**Listed records**

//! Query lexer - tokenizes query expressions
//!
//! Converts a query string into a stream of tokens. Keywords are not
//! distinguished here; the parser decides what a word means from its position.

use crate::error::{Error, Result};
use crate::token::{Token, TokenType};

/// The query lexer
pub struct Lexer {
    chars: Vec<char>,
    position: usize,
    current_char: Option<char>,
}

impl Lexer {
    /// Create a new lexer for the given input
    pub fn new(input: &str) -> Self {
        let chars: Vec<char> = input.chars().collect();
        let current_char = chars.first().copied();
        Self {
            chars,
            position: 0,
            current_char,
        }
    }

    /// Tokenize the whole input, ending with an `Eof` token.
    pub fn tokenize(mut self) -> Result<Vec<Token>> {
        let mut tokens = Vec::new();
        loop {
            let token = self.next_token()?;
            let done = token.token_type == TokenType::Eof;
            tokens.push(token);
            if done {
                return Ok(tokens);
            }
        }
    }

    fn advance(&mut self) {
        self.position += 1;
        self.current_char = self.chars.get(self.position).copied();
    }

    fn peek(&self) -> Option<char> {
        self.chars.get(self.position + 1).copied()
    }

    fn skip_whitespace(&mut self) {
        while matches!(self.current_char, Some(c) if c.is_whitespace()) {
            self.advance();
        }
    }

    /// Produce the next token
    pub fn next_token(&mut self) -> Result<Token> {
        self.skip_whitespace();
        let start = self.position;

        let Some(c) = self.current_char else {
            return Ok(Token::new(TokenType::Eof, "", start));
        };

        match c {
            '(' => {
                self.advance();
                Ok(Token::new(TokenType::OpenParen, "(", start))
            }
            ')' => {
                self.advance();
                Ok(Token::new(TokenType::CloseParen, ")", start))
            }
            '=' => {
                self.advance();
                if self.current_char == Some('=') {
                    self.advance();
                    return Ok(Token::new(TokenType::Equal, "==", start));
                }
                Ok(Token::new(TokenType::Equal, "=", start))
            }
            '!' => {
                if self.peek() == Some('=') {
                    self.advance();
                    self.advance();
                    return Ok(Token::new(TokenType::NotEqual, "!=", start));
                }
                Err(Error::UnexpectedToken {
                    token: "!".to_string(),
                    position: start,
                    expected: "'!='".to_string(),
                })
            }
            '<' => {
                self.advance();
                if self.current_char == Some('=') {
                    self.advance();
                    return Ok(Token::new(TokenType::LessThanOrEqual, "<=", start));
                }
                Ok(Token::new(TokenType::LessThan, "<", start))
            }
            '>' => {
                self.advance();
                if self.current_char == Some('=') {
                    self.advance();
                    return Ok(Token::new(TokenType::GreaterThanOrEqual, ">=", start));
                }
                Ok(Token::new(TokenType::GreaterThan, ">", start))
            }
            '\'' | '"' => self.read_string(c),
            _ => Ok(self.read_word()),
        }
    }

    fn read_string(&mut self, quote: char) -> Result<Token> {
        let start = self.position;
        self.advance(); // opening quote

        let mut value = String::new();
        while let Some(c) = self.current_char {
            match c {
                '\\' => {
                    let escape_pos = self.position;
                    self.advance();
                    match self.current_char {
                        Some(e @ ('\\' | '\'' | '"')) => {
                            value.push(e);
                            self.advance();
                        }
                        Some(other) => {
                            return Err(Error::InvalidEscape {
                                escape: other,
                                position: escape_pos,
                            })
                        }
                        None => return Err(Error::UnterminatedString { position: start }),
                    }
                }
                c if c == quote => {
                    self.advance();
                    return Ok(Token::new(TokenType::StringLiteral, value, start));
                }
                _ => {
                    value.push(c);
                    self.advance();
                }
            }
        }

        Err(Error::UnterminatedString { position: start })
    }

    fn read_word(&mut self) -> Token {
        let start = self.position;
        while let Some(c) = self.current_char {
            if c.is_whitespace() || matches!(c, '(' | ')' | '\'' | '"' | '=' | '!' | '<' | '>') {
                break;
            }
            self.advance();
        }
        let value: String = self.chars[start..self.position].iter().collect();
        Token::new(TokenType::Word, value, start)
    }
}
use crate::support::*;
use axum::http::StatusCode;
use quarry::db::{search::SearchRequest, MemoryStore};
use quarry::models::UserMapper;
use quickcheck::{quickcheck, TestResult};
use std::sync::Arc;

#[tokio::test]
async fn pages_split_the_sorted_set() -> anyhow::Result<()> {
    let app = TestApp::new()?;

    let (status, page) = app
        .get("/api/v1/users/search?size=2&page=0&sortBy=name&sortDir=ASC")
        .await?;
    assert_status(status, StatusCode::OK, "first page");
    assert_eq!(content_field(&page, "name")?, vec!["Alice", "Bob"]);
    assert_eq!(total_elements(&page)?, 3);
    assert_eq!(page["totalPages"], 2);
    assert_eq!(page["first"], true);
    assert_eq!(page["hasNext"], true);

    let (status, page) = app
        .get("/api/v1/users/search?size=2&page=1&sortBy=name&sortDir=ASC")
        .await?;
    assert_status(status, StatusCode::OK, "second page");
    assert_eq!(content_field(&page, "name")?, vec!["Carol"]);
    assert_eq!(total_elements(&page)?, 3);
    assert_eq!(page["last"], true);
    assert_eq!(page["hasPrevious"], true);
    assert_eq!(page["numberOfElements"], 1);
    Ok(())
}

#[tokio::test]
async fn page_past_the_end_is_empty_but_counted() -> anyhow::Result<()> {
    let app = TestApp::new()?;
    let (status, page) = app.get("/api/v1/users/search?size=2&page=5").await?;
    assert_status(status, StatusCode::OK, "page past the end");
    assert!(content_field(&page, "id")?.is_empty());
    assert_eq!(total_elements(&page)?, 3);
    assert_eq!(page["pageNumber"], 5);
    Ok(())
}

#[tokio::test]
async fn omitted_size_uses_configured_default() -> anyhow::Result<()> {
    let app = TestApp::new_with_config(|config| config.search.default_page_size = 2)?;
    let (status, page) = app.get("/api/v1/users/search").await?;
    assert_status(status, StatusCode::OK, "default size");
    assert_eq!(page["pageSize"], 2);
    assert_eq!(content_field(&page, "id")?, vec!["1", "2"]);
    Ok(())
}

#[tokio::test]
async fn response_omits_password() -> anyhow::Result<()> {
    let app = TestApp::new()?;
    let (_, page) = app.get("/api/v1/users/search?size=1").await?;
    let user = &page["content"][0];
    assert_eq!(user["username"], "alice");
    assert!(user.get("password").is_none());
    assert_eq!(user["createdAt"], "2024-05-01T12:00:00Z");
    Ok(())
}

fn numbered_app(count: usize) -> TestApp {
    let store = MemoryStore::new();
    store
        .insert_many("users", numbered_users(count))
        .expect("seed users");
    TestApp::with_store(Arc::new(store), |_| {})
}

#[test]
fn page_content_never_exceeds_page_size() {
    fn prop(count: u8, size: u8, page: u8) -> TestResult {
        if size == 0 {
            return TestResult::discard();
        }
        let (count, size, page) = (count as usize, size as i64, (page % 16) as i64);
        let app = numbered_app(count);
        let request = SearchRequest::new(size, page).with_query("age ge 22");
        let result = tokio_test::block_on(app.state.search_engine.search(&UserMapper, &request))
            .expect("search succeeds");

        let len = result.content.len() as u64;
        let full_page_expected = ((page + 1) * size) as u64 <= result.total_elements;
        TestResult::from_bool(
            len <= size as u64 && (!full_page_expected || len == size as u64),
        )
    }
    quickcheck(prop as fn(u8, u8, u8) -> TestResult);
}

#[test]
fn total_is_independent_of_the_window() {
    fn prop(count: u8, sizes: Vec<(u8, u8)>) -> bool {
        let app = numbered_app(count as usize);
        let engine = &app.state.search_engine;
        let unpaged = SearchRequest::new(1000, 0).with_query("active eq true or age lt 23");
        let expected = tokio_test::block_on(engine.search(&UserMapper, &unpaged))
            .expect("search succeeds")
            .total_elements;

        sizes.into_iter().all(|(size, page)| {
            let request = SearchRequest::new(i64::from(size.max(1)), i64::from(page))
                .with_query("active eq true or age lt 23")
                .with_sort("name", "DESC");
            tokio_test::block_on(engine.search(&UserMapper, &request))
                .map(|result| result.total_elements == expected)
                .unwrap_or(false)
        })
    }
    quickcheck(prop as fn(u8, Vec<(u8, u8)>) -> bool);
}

**To do**
Reproduce the material above exactly, beginning at its first line and ending with the line that holds "the given input". Include nothing else.

**Task response**
//! Query lexer - tokenizes query expressions
//!
//! Converts a query string into a stream of tokens. Keywords are not
//! distinguished here; the parser decides what a word means from its position.

use crate::error::{Error, Result};
use crate::token::{Token, TokenType};

/// The query lexer
pub struct Lexer {
    chars: Vec<char>,
    position: usize,
    current_char: Option<char>,
}

impl Lexer {
    /// Create a new lexer for the given input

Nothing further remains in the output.